From the Research
Vimovo should be dosed as one tablet twice daily, taken at least 30 minutes before meals, with each tablet containing naproxen (375 mg or 500 mg) combined with esomeprazole (20 mg), as this combination has been shown to be effective in reducing the risk of gastric ulcers and improving arthritic symptoms 1. The recommended duration of treatment should be the shortest period needed to achieve symptom relief, as prolonged use increases the risk of cardiovascular and gastrointestinal adverse effects.
- Patients should swallow the tablets whole with water, not crushing or chewing them, as this would disrupt the delayed-release mechanism of the esomeprazole component.
- For elderly patients or those with hepatic or renal impairment, lower doses may be appropriate. Vimovo combines an NSAID (naproxen) for pain and inflammation relief with a proton pump inhibitor (esomeprazole) that helps protect the stomach from NSAID-induced ulcers and irritation.
- This combination is particularly useful for patients who need ongoing NSAID therapy but have a history of or risk factors for gastrointestinal complications.
- Patients should be aware that taking Vimovo with other NSAIDs, including aspirin, should be avoided due to increased risk of adverse effects. The fixed-dose combination of naproxen and esomeprazole has been shown to be noninferior to celecoxib in treating the signs and symptoms of disease in patients with osteoarthritis of the knee 2, and has a better upper gastrointestinal tolerability profile compared to naproxen alone 1.

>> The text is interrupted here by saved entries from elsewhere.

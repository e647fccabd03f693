//! Graph interpreter: the traversal loop shared by `Execute` and `Resume`
//! (spec.md §4.4).
//!
//! The loop itself lives as inherent methods on [`crate::graph::Graph`]
//! rather than a separate "interpreter" type. The graph owns everything
//! the loop needs (nodes, edges, observer, checkpoint store) and is
//! immutable for the lifetime of its executions, so there is nothing a
//! wrapper type would add. This mirrors the teacher's split between `App`
//! (topology) and `AppRunner` (execution) only insofar as construction and
//! traversal are separate files; unlike the teacher, Conductor has no
//! session/runner layer to own, since a run's only mutable artifact is the
//! State thread itself.

mod context;
mod error;

pub use context::NodeContext;
pub use error::{ExecutionCause, ExecutionError};

use rustc_hash::FxHashMap;
use tracing::instrument;
use uuid::Uuid;

use crate::graph::Graph;
use crate::observer::{Event, EventData, EventType};
use crate::state::State;

impl Graph {
    /// Runs this graph to completion from `initial`, starting at the
    /// configured entry point (spec.md §4.4).
    #[instrument(skip(self, ctx, initial), fields(graph = %self.name()), err)]
    pub async fn execute(&self, ctx: &NodeContext, initial: State) -> Result<State, ExecutionError> {
        let entry = self.entry_point().unwrap_or_default().to_string();
        self.traverse(ctx, initial, entry).await
    }

    /// Resumes a previously checkpointed run, continuing from the node
    /// immediately after the loaded checkpoint (spec.md §4.4 "Resume
    /// specifics").
    #[instrument(skip(self, ctx), fields(graph = %self.name(), run_id = %run_id), err)]
    pub async fn resume(&self, ctx: &NodeContext, run_id: Uuid) -> Result<State, ExecutionError> {
        self.validate()
            .map_err(|e| ExecutionError::new("", State::new(Some(self.observer())), vec![], ExecutionCause::Validation(e)))?;

        let store = self.checkpoint_store().ok_or_else(|| {
            ExecutionError::new("", State::new(Some(self.observer())), vec![], ExecutionCause::CheckpointNotConfigured)
        })?;

        let loaded = store
            .load(run_id)
            .map_err(|e| ExecutionError::new("", State::new(Some(self.observer())), vec![], ExecutionCause::CheckpointLoad(e)))?;
        let state = loaded.with_observer(self.observer());

        let checkpoint_node = state.checkpoint_node().to_string();
        self.observer().on_event(ctx, Event::new(
            EventType::CheckpointLoad,
            self.name(),
            EventData::new()
                .insert("run_id", run_id.to_string())
                .insert("checkpoint_node", checkpoint_node.clone()),
        ));

        if self.is_exit_point(&checkpoint_node) {
            return Err(ExecutionError::new(
                checkpoint_node.clone(),
                state,
                vec![],
                ExecutionCause::AlreadyComplete(checkpoint_node),
            ));
        }

        let resume_node = self
            .edges_from(&checkpoint_node)
            .iter()
            .find(|edge| edge.matches(&state))
            .map(|edge| edge.to.clone());

        let resume_node = match resume_node {
            Some(node) => node,
            None => {
                return Err(ExecutionError::new(
                    checkpoint_node.clone(),
                    state,
                    vec![],
                    ExecutionCause::NoValidTransition(checkpoint_node),
                ))
            }
        };

        self.observer().on_event(ctx, Event::new(
            EventType::CheckpointResume,
            self.name(),
            EventData::new()
                .insert("checkpoint_node", checkpoint_node)
                .insert("resume_node", resume_node.clone())
                .insert("run_id", run_id.to_string()),
        ));

        self.traverse(ctx, state, resume_node).await
    }

    /// The shared traversal loop (spec.md §4.4, steps 1-3m). `start_node`
    /// is the entry point for `execute` or the resume node for `resume`;
    /// `visited`/`path`/`iterations` always start fresh here, per spec.md
    /// "`visited` is per-execution, not persisted across resume".
    async fn traverse(&self, ctx: &NodeContext, mut state: State, start_node: String) -> Result<State, ExecutionError> {
        self.validate()
            .map_err(|e| ExecutionError::new(start_node.clone(), state.clone_state(), vec![], ExecutionCause::Validation(e)))?;

        let observer = self.observer();
        observer.on_event(ctx, Event::new(
            EventType::GraphStart,
            self.name(),
            EventData::new()
                .insert("entry_point", start_node.clone())
                .insert("run_id", state.run_id().to_string())
                .insert("exit_point_count", self.exit_point_count() as i64),
        ));

        let mut iterations: u64 = 0;
        let mut visited: FxHashMap<String, u64> = FxHashMap::default();
        let mut path: Vec<String> = Vec::new();
        let mut current = start_node;

        loop {
            if ctx.is_cancelled() {
                return Err(ExecutionError::new(current, state, path, ExecutionCause::Cancelled));
            }

            iterations += 1;
            if iterations > self.max_iterations() {
                return Err(ExecutionError::new(
                    current,
                    state,
                    path,
                    ExecutionCause::IterationCap { max: self.max_iterations() },
                ));
            }

            path.push(current.clone());
            let visit_count = {
                let count = visited.entry(current.clone()).or_insert(0);
                *count += 1;
                *count
            };
            if visit_count > 1 {
                observer.on_event(ctx, Event::new(
                    EventType::CycleDetected,
                    self.name(),
                    EventData::new()
                        .insert("node", current.clone())
                        .insert("visit_count", visit_count as i64)
                        .insert("iteration", iterations as i64)
                        .insert("path_length", path.len() as i64),
                ));
            }

            let node = match self.node(&current) {
                Some(node) => node.clone(),
                None => return Err(ExecutionError::new(current.clone(), state, path, ExecutionCause::MissingNode(current))),
            };

            observer.on_event(ctx, Event::new(
                EventType::NodeStart,
                self.name(),
                EventData::new().insert("node", current.clone()).insert("iteration", iterations as i64),
            ));

            let pre_state = state.clone_state();
            let outcome = node.execute(ctx, state.clone_state()).await;

            observer.on_event(ctx, Event::new(
                EventType::NodeComplete,
                self.name(),
                EventData::new()
                    .insert("node", current.clone())
                    .insert("iteration", iterations as i64)
                    .insert("error", outcome.is_err()),
            ));

            state = match outcome {
                Ok(new_state) => new_state.set_checkpoint_node(current.clone()),
                Err(cause) => {
                    return Err(ExecutionError::new(
                        current.clone(),
                        pre_state,
                        path,
                        ExecutionCause::NodeFailed(current, cause),
                    ))
                }
            };

            if self.checkpoint_interval() > 0 && iterations % self.checkpoint_interval() == 0 {
                if let Some(store) = self.checkpoint_store() {
                    match state.checkpoint(store.as_ref()) {
                        Ok(()) => observer.on_event(ctx, Event::new(
                            EventType::CheckpointSave,
                            self.name(),
                            EventData::new()
                                .insert("node", current.clone())
                                .insert("iteration", iterations as i64)
                                .insert("run_id", state.run_id().to_string()),
                        )),
                        Err(cause) => {
                            return Err(ExecutionError::new(current.clone(), state, path, ExecutionCause::CheckpointSave(cause)))
                        }
                    }
                }
            }

            if self.is_exit_point(&current) {
                observer.on_event(ctx, Event::new(
                    EventType::GraphComplete,
                    self.name(),
                    EventData::new()
                        .insert("node", current.clone())
                        .insert("run_id", state.run_id().to_string())
                        .insert("path_length", path.len() as i64),
                ));
                if self.checkpoint_interval() > 0 && !self.checkpoint_preserve() {
                    if let Some(store) = self.checkpoint_store() {
                        let _ = store.delete(state.run_id());
                    }
                }
                return Ok(state);
            }

            let edges = self.edges_from(&current);
            if edges.is_empty() {
                return Err(ExecutionError::new(current.clone(), state, path, ExecutionCause::NoOutgoingEdges(current)));
            }

            let mut transition = None;
            for (index, edge) in edges.iter().enumerate() {
                observer.on_event(ctx, Event::new(
                    EventType::EdgeEvaluate,
                    self.name(),
                    EventData::new()
                        .insert("from", edge.from.clone())
                        .insert("to", edge.to.clone())
                        .insert("edge_index", index as i64)
                        .insert("has_predicate", edge.has_predicate()),
                ));
                if edge.matches(&state) {
                    observer.on_event(ctx, Event::new(
                        EventType::EdgeTransition,
                        self.name(),
                        EventData::new()
                            .insert("from", edge.from.clone())
                            .insert("to", edge.to.clone())
                            .insert("edge_index", index as i64),
                    ));
                    transition = Some(edge.to.clone());
                    break;
                }
            }

            current = match transition {
                Some(next) => next,
                None => return Err(ExecutionError::new(current.clone(), state, path, ExecutionCause::NoValidTransition(current))),
            };
        }
    }
}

- The cumulative incidence of gastric ulcers was significantly lower with naproxen/esomeprazole than with enteric-coated naproxen alone during up to 6 months' therapy in patients with osteoarthritis, rheumatoid arthritis, ankylosing spondylitis or any other condition requiring daily NSAID therapy 1.
- A study also showed that naproxen/esomeprazole was a dominant strategy (more effective and less costly) compared to celecoxib, etoricoxib and diclofenac+PPI in patients with increased GI risk 3.